Je voudrais voir de beaux turbans de soie
Sur des visages noirs aux dents claires;
Je voudrais voir des yeux sombres d'amour
Et des prunelles brillantes de joie
En des peaux jaunes comme des oranges;
Je voudrais voir des vêtements de velours
Et des habits à longues franges.
Je voudrais voir des calumets entre des bouches
Tout entourées de barbe blanche;
Je voudrais voir d'âpres marchands aux regards louches,
Et des cadis, et des vizirs
Qui du seul mouvement de leur doigt qui se penche
Accordent vie ou mort au gré de leur désir.
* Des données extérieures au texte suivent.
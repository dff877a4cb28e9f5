//! Bearer token extraction.

use axum::{
    extract::FromRequestParts,
    http::{HeaderMap, header::AUTHORIZATION, request::Parts},
};

use crate::error::{AppError, set_sentry_user};
use crate::services::VerifiedIdentity;
use crate::state::AppState;

/// Identity from an optional `Authorization: Bearer` header.
///
/// A request without the header yields `None`. A header that is present but
/// malformed, or a token that fails verification, rejects the request with
/// 401 rather than silently treating the caller as anonymous.
#[derive(Debug, Clone)]
pub struct BearerIdentity(pub Option<VerifiedIdentity>);

/// Extract the raw token from the `Authorization` header.
///
/// # Errors
///
/// Returns `AppError::Unauthorized` if the header is not a bearer credential.
pub fn bearer_token(headers: &HeaderMap) -> Result<Option<&str>, AppError> {
    let Some(value) = headers.get(AUTHORIZATION) else {
        return Ok(None);
    };

    let value = value
        .to_str()
        .map_err(|_| AppError::Unauthorized("malformed Authorization header".to_string()))?;

    let token = value
        .split_once(' ')
        .filter(|(scheme, _)| scheme.eq_ignore_ascii_case("bearer"))
        .map(|(_, token)| token.trim())
        .filter(|token| !token.is_empty())
        .ok_or_else(|| AppError::Unauthorized("expected a Bearer token".to_string()))?;

    Ok(Some(token))
}

impl FromRequestParts<AppState> for BearerIdentity {
    type Rejection = AppError;

    async fn from_request_parts(
        parts: &mut Parts,
        state: &AppState,
    ) -> Result<Self, Self::Rejection> {
        let Some(token) = bearer_token(&parts.headers)? else {
            return Ok(Self(None));
        };

        let identity = state.identity().verify_token(token).await?;
        set_sentry_user(&identity.subject, identity.email.as_deref());
        tracing::Span::current().record("subject", identity.subject.as_str());

        Ok(Self(Some(identity)))
    }
}

#[cfg(test)]
#[allow(clippy::unwrap_used)]
mod tests {
    use axum::http::HeaderValue;

    use super::*;

    fn headers(value: &str) -> HeaderMap {
        let mut headers = HeaderMap::new();
        headers.insert(AUTHORIZATION, HeaderValue::from_str(value).unwrap());
        headers
    }

    #[test]
    fn test_missing_header_is_anonymous() {
        assert_eq!(bearer_token(&HeaderMap::new()).unwrap(), None);
    }

    #[test]
    fn test_bearer_token_extracted() {
        let h = headers("Bearer abc.def.ghi");
        assert_eq!(bearer_token(&h).unwrap(), Some("abc.def.ghi"));

        let h = headers("bearer abc");
        assert_eq!(bearer_token(&h).unwrap(), Some("abc"));
    }

    #[test]
    fn test_other_schemes_rejected() {
        assert!(matches!(
            bearer_token(&headers("Basic dXNlcjpwYXNz")),
            Err(AppError::Unauthorized(_))
        ));
        assert!(bearer_token(&headers("Bearer ")).is_err());
        assert!(bearer_token(&headers("token")).is_err());
    }
}
//! Customer repository.

use sqlx::PgPool;
use tracing::instrument;

use simple_ecomm_core::{CustomerId, Email, Phone};

use super::{RepositoryError, db_err};
use crate::models::{Customer, NewCustomer};

const CUSTOMER_COLUMNS: &str = "id, auth_id, first_name, last_name, email, phone, created_at";

/// Repository for customer database operations.
pub struct CustomerRepository<'a> {
    pool: &'a PgPool,
}

impl<'a> CustomerRepository<'a> {
    /// Create a new customer repository.
    #[must_use]
    pub const fn new(pool: &'a PgPool) -> Self {
        Self { pool }
    }

    /// Create a customer.
    ///
    /// # Errors
    ///
    /// Returns `RepositoryError::Conflict` if the email is already registered.
    /// Returns `RepositoryError::Validation` if a name or the subject id is blank.
    #[instrument(skip(self, new), fields(email = %new.email))]
    pub async fn create(&self, new: &NewCustomer) -> Result<Customer, RepositoryError> {
        for (field, value) in [
            ("auth id", &new.auth_id),
            ("first name", &new.first_name),
            ("last name", &new.last_name),
        ] {
            if value.trim().is_empty() {
                return Err(RepositoryError::Validation(format!("{field} cannot be empty")));
            }
        }

        sqlx::query_as::<_, Customer>(&format!(
            r"
            INSERT INTO customers (auth_id, first_name, last_name, email, phone)
            VALUES ($1, $2, $3, $4, $5)
            RETURNING {CUSTOMER_COLUMNS}
            "
        ))
        .bind(new.auth_id.trim())
        .bind(new.first_name.trim())
        .bind(new.last_name.trim())
        .bind(&new.email)
        .bind(&new.phone)
        .fetch_one(self.pool)
        .await
        .map_err(|e| {
            if let sqlx::Error::Database(ref database_err) = e
                && database_err.is_unique_violation()
            {
                return RepositoryError::Conflict(format!(
                    "a customer with email {} already exists",
                    new.email
                ));
            }
            RepositoryError::from_sqlx("create customer", e)
        })
    }

    /// Get a customer by id.
    ///
    /// # Errors
    ///
    /// Returns `RepositoryError::NotFound` if no such customer exists.
    #[instrument(skip(self), fields(customer_id = %id))]
    pub async fn get(&self, id: CustomerId) -> Result<Customer, RepositoryError> {
        sqlx::query_as::<_, Customer>(&format!(
            "SELECT {CUSTOMER_COLUMNS} FROM customers WHERE id = $1"
        ))
        .bind(id)
        .fetch_optional(self.pool)
        .await
        .map_err(db_err("get customer"))?
        .ok_or_else(|| RepositoryError::NotFound(format!("customer {id}")))
    }

    /// List every customer, ordered by id.
    ///
    /// # Errors
    ///
    /// Returns `RepositoryError::Database` if the query fails.
    #[instrument(skip(self))]
    pub async fn list(&self) -> Result<Vec<Customer>, RepositoryError> {
        sqlx::query_as::<_, Customer>(&format!(
            "SELECT {CUSTOMER_COLUMNS} FROM customers ORDER BY id"
        ))
        .fetch_all(self.pool)
        .await
        .map_err(db_err("list customers"))
    }

    /// Get a customer by exact email match.
    ///
    /// # Errors
    ///
    /// Returns `RepositoryError::Database` if the query fails.
    #[instrument(skip(self))]
    pub async fn get_by_email(&self, email: &Email) -> Result<Option<Customer>, RepositoryError> {
        sqlx::query_as::<_, Customer>(&format!(
            "SELECT {CUSTOMER_COLUMNS} FROM customers WHERE email = $1"
        ))
        .bind(email)
        .fetch_optional(self.pool)
        .await
        .map_err(db_err("get customer by email"))
    }

    /// Get the lowest-id customer matching either the email or the phone.
    ///
    /// # Errors
    ///
    /// Returns `RepositoryError::Database` if the query fails.
    #[instrument(skip(self))]
    pub async fn get_by_email_or_phone(
        &self,
        email: &Email,
        phone: &Phone,
    ) -> Result<Option<Customer>, RepositoryError> {
        sqlx::query_as::<_, Customer>(&format!(
            r"
            SELECT {CUSTOMER_COLUMNS}
            FROM customers
            WHERE email = $1 OR phone = $2
            ORDER BY id
            LIMIT 1
            "
        ))
        .bind(email)
        .bind(phone)
        .fetch_optional(self.pool)
        .await
        .map_err(db_err("get customer by email or phone"))
    }

    /// Get the lowest-id customer linked to an identity-provider subject.
    ///
    /// # Errors
    ///
    /// Returns `RepositoryError::Database` if the query fails.
    #[instrument(skip(self))]
    pub async fn get_by_auth_id(&self, auth_id: &str) -> Result<Option<Customer>, RepositoryError> {
        sqlx::query_as::<_, Customer>(&format!(
            "SELECT {CUSTOMER_COLUMNS} FROM customers WHERE auth_id = $1 ORDER BY id LIMIT 1"
        ))
        .bind(auth_id)
        .fetch_optional(self.pool)
        .await
        .map_err(db_err("get customer by auth id"))
    }
}
#[cfg(test)]
#[allow(clippy::unwrap_used)]
mod tests {
    use secrecy::ExposeSecret;

    use super::*;

    const CLIENT_SECRET: &str = "kP9vQ2xR7mZ4wL8nT3yB6cF1hJ5dG0sA";
    const LOGIN_SECRET: &str = "Zr4Tq8Wm2Yx6Pv0Ns5Lk9Jh3Gf7Dc1Ba";

    fn base_vars() -> HashMap<&'static str, String> {
        HashMap::from([
            ("DATABASE_URL", "postgres://localhost/ecomm".to_string()),
            ("AUTH0_DOMAIN", "https://tenant.eu.auth0.com/".to_string()),
            ("AUTH0_AUDIENCE", "https://api.simple-ecomm".to_string()),
            ("AUTH0_CLIENT_ID", "m2m-client".to_string()),
            ("AUTH0_CLIENT_SECRET", CLIENT_SECRET.to_string()),
            (
                "AUTH0_MANAGEMENT_API_AUDIENCE",
                "https://tenant.eu.auth0.com/api/v2/".to_string(),
            ),
            ("AUTH0_LOGIN_CLIENT_ID", "login-client".to_string()),
            ("AUTH0_LOGIN_CLIENT_SECRET", LOGIN_SECRET.to_string()),
        ])
    }

    fn load(vars: &HashMap<&'static str, String>) -> Result<ApiConfig, ConfigError> {
        ApiConfig::from_source(&|key| vars.get(key).cloned())
    }

    #[test]
    fn test_defaults() {
        let config = load(&base_vars()).unwrap();

        assert_eq!(config.socket_addr().to_string(), "127.0.0.1:8080");
        assert_eq!(config.db_max_connections, 10);
        assert!(config.graphql_require_auth);
        assert!(config.sms.is_none());
        assert_eq!(config.auth0.connection, DEFAULT_AUTH0_CONNECTION);
        assert_eq!(config.auth0.domain, "tenant.eu.auth0.com");
        assert_eq!(config.auth0.issuer(), "https://tenant.eu.auth0.com/");
        assert_eq!(
            config.database_url.expose_secret(),
            "postgres://localhost/ecomm"
        );
    }

    #[test]
    fn test_api_database_url_wins() {
        let mut vars = base_vars();
        vars.insert("API_DATABASE_URL", "postgres://db/primary".to_string());
        let config = load(&vars).unwrap();
        assert_eq!(config.database_url.expose_secret(), "postgres://db/primary");
    }

    #[test]
    fn test_missing_database_url() {
        let mut vars = base_vars();
        vars.remove("DATABASE_URL");
        assert!(matches!(
            load(&vars),
            Err(ConfigError::MissingEnvVar(key)) if key == "DATABASE_URL"
        ));
    }

    #[test]
    fn test_missing_auth0_domain() {
        let mut vars = base_vars();
        vars.insert("AUTH0_DOMAIN", "  ".to_string());
        assert!(matches!(
            load(&vars),
            Err(ConfigError::MissingEnvVar(key)) if key == "AUTH0_DOMAIN"
        ));
    }

    #[test]
    fn test_auth0_domain_with_path_rejected() {
        let mut vars = base_vars();
        vars.insert("AUTH0_DOMAIN", "tenant.auth0.com/extra".to_string());
        assert!(matches!(
            load(&vars),
            Err(ConfigError::InvalidEnvVar(key, _)) if key == "AUTH0_DOMAIN"
        ));
    }

    #[test]
    fn test_port_precedence() {
        let mut vars = base_vars();
        vars.insert("API_PORT", "9000".to_string());
        assert_eq!(load(&vars).unwrap().port, 9000);
        vars.insert("PORT", "7000".to_string());
        assert_eq!(load(&vars).unwrap().port, 7000);
    }

    #[test]
    fn test_invalid_port() {
        let mut vars = base_vars();
        vars.insert("PORT", "http".to_string());
        assert!(matches!(
            load(&vars),
            Err(ConfigError::InvalidEnvVar(key, _)) if key == "PORT"
        ));
    }

    #[test]
    fn test_zero_pool_size_rejected() {
        let mut vars = base_vars();
        vars.insert("DB_MAX_CONNECTIONS", "0".to_string());
        assert!(matches!(
            load(&vars),
            Err(ConfigError::InvalidEnvVar(key, _)) if key == "DB_MAX_CONNECTIONS"
        ));
    }

    #[test]
    fn test_require_auth_flag() {
        let mut vars = base_vars();
        vars.insert("GRAPHQL_REQUIRE_AUTH", "false".to_string());
        assert!(!load(&vars).unwrap().graphql_require_auth);
        vars.insert("GRAPHQL_REQUIRE_AUTH", "maybe".to_string());
        assert!(load(&vars).is_err());
    }

    #[test]
    fn test_sms_enabled_when_both_credentials_present() {
        let mut vars = base_vars();
        vars.insert("AT_USERNAME", "sandbox".to_string());
        assert!(load(&vars).unwrap().sms.is_none());

        vars.insert(
            "AT_API_KEY",
            "atsk_4f9a1c7e2b8d3065af19ce7b42d8e5f1".to_string(),
        );
        vars.insert("AT_SANDBOX", "true".to_string());
        let sms = load(&vars).unwrap().sms.unwrap();
        assert_eq!(sms.username, "sandbox");
        assert!(sms.sandbox);
        assert!(sms.shortcode.is_none());
    }

    #[test]
    fn test_placeholder_secret_rejected() {
        let mut vars = base_vars();
        vars.insert("AUTH0_CLIENT_SECRET", "your-client-secret".to_string());
        assert!(matches!(
            load(&vars),
            Err(ConfigError::InsecureSecret(key, _)) if key == "AUTH0_CLIENT_SECRET"
        ));
    }

    #[test]
    fn test_shannon_entropy() {
        assert!((shannon_entropy("") - 0.0).abs() < f64::EPSILON);
        assert!((shannon_entropy("aaaaaaa") - 0.0).abs() < f64::EPSILON);
        assert!((shannon_entropy("ab") - 1.0).abs() < 0.01);
        assert!(shannon_entropy(CLIENT_SECRET) > MIN_ENTROPY_BITS_PER_CHAR);
    }

    #[test]
    fn test_low_entropy_secret_rejected() {
        let result = validate_secret_strength("aaaaaaaaaaaaaaaaaaaaaaaaaaaaaaaaa", "TEST_VAR");
        assert!(matches!(result, Err(ConfigError::InsecureSecret(_, _))));
    }

    #[test]
    fn test_debug_redacts_secrets() {
        let config = load(&base_vars()).unwrap();
        let debug_output = format!("{:?}", config.auth0);

        assert!(debug_output.contains("tenant.eu.auth0.com"));
        assert!(debug_output.contains("[REDACTED]"));
        assert!(!debug_output.contains(CLIENT_SECRET));
        assert!(!debug_output.contains(LOGIN_SECRET));
    }
}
Je voudrais voir la Perse, et l'Inde, et puis la Chine,
Les mandarins ventrus sous les ombrelles,
Et les princesses aux mains fines,
Et les lettrés qui se querrellent
Sur la poésie et sur la beauté;
Je voudrais m'attarder au palais enchanté
Et comme un voyageur étranger
Contemple à loisir des paysages peints
Sur des étoffes en des cadres de sapin
Avec un personnage au milieu d'un verger;
Je voudrais voir des assassins souriant
Du bourreau qui coupe un cou d'innocent
Avec son grand sabre courbé d'Orient.
Je voudrais voir des pauvres et des reines;
Je voudrais voir des roses et du sang;
Je voudrais voir mourir d'amour ou bien de haine.
Et puis m'en revenir plus tard
Narrer mon aventure aux curieux de rêves
En élevant comme Sinbad ma vieille tasse arabe
De temps en temps jusqu'à mes lèvres
Pour interrompre le conte avec art ...
Tristan Klingsor (1874-1966)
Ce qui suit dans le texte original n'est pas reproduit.